Skip To Content

    Labour Is Promising A Long Campaign Against Fake News

    Labour MP Michael Dugher has been drafted in as the party looks to campaign against fake news following Donald Trump's election – and protect the standard of journalism in left-wing UK politics.

    Labour's Tom Watson has drafted in fellow MP Michael Dugher to work on an inquiry into fake news on social media – partly prompted by concerns about what the spread of inaccurate information could do to the left-wing party's own support base.

    BuzzFeed News understands that Dugher, who previously served as shadow culture secretary until he was sacked by Jeremy Corbyn in January, will now help run the project, which hopes to tackle fake news stories created for profit and purposefully fake stories published in order to discredit political opponents.

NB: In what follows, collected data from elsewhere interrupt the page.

//! Repayment ledger over disbursed loans
use super::error::WorkflowError;
use super::identity::{Action, Principal};
use super::loan::{Loan, LoanStatus, TimeStamp};
use super::report::{LoanBalance, RepaymentStats};
use super::repayment::{PaymentRequest, Repayment};
use super::store::{Store, bounded};
use super::utils::{REPAYMENT_HRP, new_uuid_to_bech32};
use serde::Serialize;
use std::collections::HashMap;
use std::sync::Arc;
use std::time::Duration;

pub struct RepaymentLedger<S: Store> {
    store: Arc<S>,
    store_timeout: Duration,
}

/// A repayment joined with the applicant name of its loan at read time
#[derive(Serialize, Debug, Clone, PartialEq)]
#[serde(rename_all = "camelCase")]
pub struct RepaymentView {
    #[serde(flatten)]
    pub repayment: Repayment,
    pub first_name: Option<String>,
    pub last_name: Option<String>,
}

#[derive(Serialize, Debug, Clone, PartialEq)]
#[serde(rename_all = "camelCase")]
pub struct LoanRepayments {
    pub summary: LoanBalance,
    pub repayments: Vec<Repayment>,
}

// newest payment first, ties broken by recording time
fn newest_first(a: &Repayment, b: &Repayment) -> std::cmp::Ordering {
    b.payment_date
        .cmp(&a.payment_date)
        .then_with(|| b.created_at.cmp(&a.created_at))
}

impl<S: Store> RepaymentLedger<S> {
    pub fn new(store: Arc<S>, store_timeout: Duration) -> Self {
        Self {
            store,
            store_timeout,
        }
    }

    async fn load_loan(&self, loan_id: &str) -> Result<Loan, WorkflowError> {
        bounded(self.store_timeout, self.store.get_loan(loan_id))
            .await?
            .ok_or_else(|| WorkflowError::loan_not_found(loan_id))
    }

    /// Records a payment against a disbursed loan. Returns the new repayment id.
    pub async fn record_payment(
        &self,
        principal: &Principal,
        request: &PaymentRequest,
    ) -> Result<String, WorkflowError> {
        principal.authorize(Action::RecordPayment)?;
        let payment = request.validate()?;

        let loan = self.load_loan(&payment.loan_id).await?;
        if loan.status != LoanStatus::Disbursed {
            tracing::warn!(
                loan_id = %loan.loan_id,
                status = %loan.status,
                "Payment refused for loan that is not disbursed"
            );
            return Err(WorkflowError::InvalidState(format!(
                "Loan {} is {}, payments can only be recorded against disbursed loans",
                loan.loan_id, loan.status
            )));
        }

        let repayment_id = new_uuid_to_bech32(REPAYMENT_HRP).map_err(WorkflowError::internal)?;
        let repayment =
            payment.into_repayment(repayment_id.clone(), principal.id.clone(), TimeStamp::new());
        let amount_paid = repayment.amount_paid;

        bounded(self.store_timeout, self.store.put_repayment(repayment)).await?;

        tracing::info!(
            %repayment_id,
            loan_id = %loan.loan_id,
            amount_paid,
            recorded_by = %principal.id,
            "Repayment recorded"
        );
        Ok(repayment_id)
    }

    pub async fn list_all(&self) -> Result<Vec<RepaymentView>, WorkflowError> {
        let mut repayments = bounded(self.store_timeout, self.store.scan_repayments()).await?;
        repayments.sort_by(newest_first);

        // each referenced loan is fetched once
        let mut names: HashMap<String, (Option<String>, Option<String>)> = HashMap::new();
        let mut views = Vec::with_capacity(repayments.len());
        for repayment in repayments {
            if !names.contains_key(&repayment.loan_id) {
                let loan = bounded(self.store_timeout, self.store.get_loan(&repayment.loan_id)).await?;
                let name = loan
                    .map(|loan| (loan.applicant.first_name, loan.applicant.last_name))
                    .unwrap_or_default();
                names.insert(repayment.loan_id.clone(), name);
            }
            let (first_name, last_name) = names
                .get(&repayment.loan_id)
                .cloned()
                .unwrap_or_default();

            views.push(RepaymentView {
                repayment,
                first_name,
                last_name,
            });
        }

        Ok(views)
    }

    pub async fn list_for_loan(&self, loan_id: &str) -> Result<LoanRepayments, WorkflowError> {
        let loan = self.load_loan(loan_id).await?;
        let mut repayments =
            bounded(self.store_timeout, self.store.repayments_for_loan(loan_id)).await?;
        repayments.sort_by(newest_first);

        Ok(LoanRepayments {
            summary: LoanBalance::for_loan(&loan, &repayments),
            repayments,
        })
    }

    pub async fn stats(&self) -> Result<RepaymentStats, WorkflowError> {
        let loans = bounded(self.store_timeout, self.store.scan_loans()).await?;
        let repayments = bounded(self.store_timeout, self.store.scan_repayments()).await?;
        Ok(RepaymentStats::fold(&loans, &repayments))
    }
}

    Watson, the party's deputy leader and shadow culture secretary, announced the inquiry on Monday and although its final form has yet to be decided, it could involve public evidence sessions with interested individuals called to testify.

    In article for The Independent, which cited BuzzFeed News' research on fake news during the 2016 US presidential election, Labour's deputy leader said fake news "cannot be healthy for democracies, which operate on the assumption that voters make choices based on facts and information that are for the most part accurate and truthful".

    Watson, who spent years campaigning against Sun owner Rupert Murdoch and attacking newspapers involved in the phone hacking scandal, is also understood to be keen to avoid the inquiry being dragged into a dispute between old and new formats of media.

    The inquiry will also enable Labour to publicly back responsible journalism, positioning the party away from the sources of unverified information such as the array of Facebook groups and new websites that have built up since Corbyn became Labour leader. Many have influential readerships among the Labour support base thanks to their going viral despite sometimes having loose editorial standards.

    "It's not about online and offline news, it's about people who are actual journalists and people who are just making shit up," said one source working on the project, who insisted it was not an opportunistic intervention but would instead be a long-running campaign run by the Labour deputy leader.

    They highlighted how The Canary, one fast-growing pro-Corbyn site, recently ran a story on Watson appearing at an event held by the centrist Labour First group under the headline "A launch date for the Corbyn coup 2.0 has just been fixed, and guess who’s leading the charge?"

    Watson will seek to challenge the government in parliament on the issue, while also trying to work with the likes of Facebook and Twitter to find a solution rather than attacking them directly for the problem of fake news going viral.

    "It can be tempting to share a meme showing 'what the mainstream media won’t tell you', but sometimes the much-derided 'MSM' won’t tell you something because it checked it out and it wasn’t true. That's why we need good journalists and good journalism," Watson said.

    "I've never been afraid to take on the mainstream media when it abuses its power or acts illegally or unethically – by hacking phones, bribing public officials, or going through people's bins. And complaints about the 'biased MSM' are sometimes justified. But the solution does not lie in the creation of a form of pseudo-journalism that is even more biased, less rigorous, and often based on downright lies."